WORK TO COMPLETE => Would you repeat every line of the data exactly?

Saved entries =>
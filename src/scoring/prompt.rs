use std::fmt::Write;

use crate::types::{ElementDescriptor, Viewport};

/// Text excerpts in the element table are cut to this many characters.
pub const MAX_TEXT_CHARS: usize = 80;

/// Elements starting at or below `viewport.height * FOLD_WINDOW` are never
/// shown to the inference service.
pub const FOLD_WINDOW: f64 = 1.5;

pub const SYSTEM_PROMPT: &str = "You are a visual attention model for web pages. \
You predict where a first-time visitor looks during the first seconds on a page. \
Respond with a single JSON object and nothing else.";

/// Keep elements whose top edge lies within the first screen and a half.
/// The returned slice order defines the indices the service refers to.
pub fn filter_candidates<'a>(
    elements: &'a [ElementDescriptor],
    viewport: &Viewport,
) -> Vec<&'a ElementDescriptor> {
    let limit = viewport.height * FOLD_WINDOW;
    elements.iter().filter(|el| el.y < limit).collect()
}

/// Collapse whitespace runs to single spaces and cut to `MAX_TEXT_CHARS`.
pub fn excerpt(text: &str) -> String {
    let collapsed = text.split_whitespace().collect::<Vec<_>>().join(" ");
    collapsed.chars().take(MAX_TEXT_CHARS).collect()
}

/// One row per candidate: `index|x|y|w|h|tag|text`.
pub fn element_table(candidates: &[&ElementDescriptor]) -> String {
    let mut table = String::from("i|x|y|w|h|tag|text\n");
    for (i, el) in candidates.iter().enumerate() {
        // Writing into a String is infallible.
        let _ = writeln!(
            table,
            "{}|{}|{}|{}|{}|{}|{}",
            i,
            el.x.round(),
            el.y.round(),
            el.width.round(),
            el.height.round(),
            el.tag_lower(),
            excerpt(&el.text).replace('|', "/"),
        );
    }
    table
}

pub fn user_prompt(viewport: &Viewport, table: &str) -> String {
    format!(
        "Viewport: {w}x{h} px.\n\
         Visible page elements (i = row index, geometry in px, top-left origin):\n\
         {table}\n\
         Pick the elements most likely to attract attention. Favor the main \
         headline, primary call-to-action buttons, prices, and the main product \
         or hero image.\n\
         Return JSON of the form {{\"hotspots\":[{{\"index\":<row i>,\"confidence\":<0..1>}}]}} \
         with at most 8 entries, most important first.",
        w = viewport.width.round(),
        h = viewport.height.round(),
    )
}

REPLY TO THE TASK =>
filename src/scoring/prompt.rs
use std::fmt::Write;

use crate::types::{ElementDescriptor, Viewport};

/// Text excerpts in the element table are cut to this many characters.
pub const MAX_TEXT_CHARS: usize = 80;

/// Elements starting at or below `viewport.height * FOLD_WINDOW` are never
/// shown to the inference service.
pub const FOLD_WINDOW: f64 = 1.5;

pub const SYSTEM_PROMPT: &str = "You are a visual attention model for web pages. \
You predict where a first-time visitor looks during the first seconds on a page. \
Respond with a single JSON object and nothing else.";

/// Keep elements whose top edge lies within the first screen and a half.
/// The returned slice order defines the indices the service refers to.
pub fn filter_candidates<'a>(
    elements: &'a [ElementDescriptor],
    viewport: &Viewport,
) -> Vec<&'a ElementDescriptor> {
    let limit = viewport.height * FOLD_WINDOW;
    elements.iter().filter(|el| el.y < limit).collect()
}

/// Collapse whitespace runs to single spaces and cut to `MAX_TEXT_CHARS`.
pub fn excerpt(text: &str) -> String {
    let collapsed = text.split_whitespace().collect::<Vec<_>>().join(" ");
    collapsed.chars().take(MAX_TEXT_CHARS).collect()
}

/// One row per candidate: `index|x|y|w|h|tag|text`.
pub fn element_table(candidates: &[&ElementDescriptor]) -> String {
    let mut table = String::from("i|x|y|w|h|tag|text\n");
    for (i, el) in candidates.iter().enumerate() {
        // Writing into a String is infallible.
        let _ = writeln!(
            table,
            "{}|{}|{}|{}|{}|{}|{}",
            i,
            el.x.round(),
            el.y.round(),
            el.width.round(),
            el.height.round(),
            el.tag_lower(),
            excerpt(&el.text).replace('|', "/"),
        );
    }
    table
}

pub fn user_prompt(viewport: &Viewport, table: &str) -> String {
    format!(
        "Viewport: {w}x{h} px.\n\
         Visible page elements (i = row index, geometry in px, top-left origin):\n\
         {table}\n\
         Pick the elements most likely to attract attention. Favor the main \
         headline, primary call-to-action buttons, prices, and the main product \
         or hero image.\n\
         Return JSON of the form {{\"hotspots\":[{{\"index\":<row i>,\"confidence\":<0..1>}}]}} \
         with at most 8 entries, most important first.",
        w = viewport.width.round(),
        h = viewport.height.round(),
    )
}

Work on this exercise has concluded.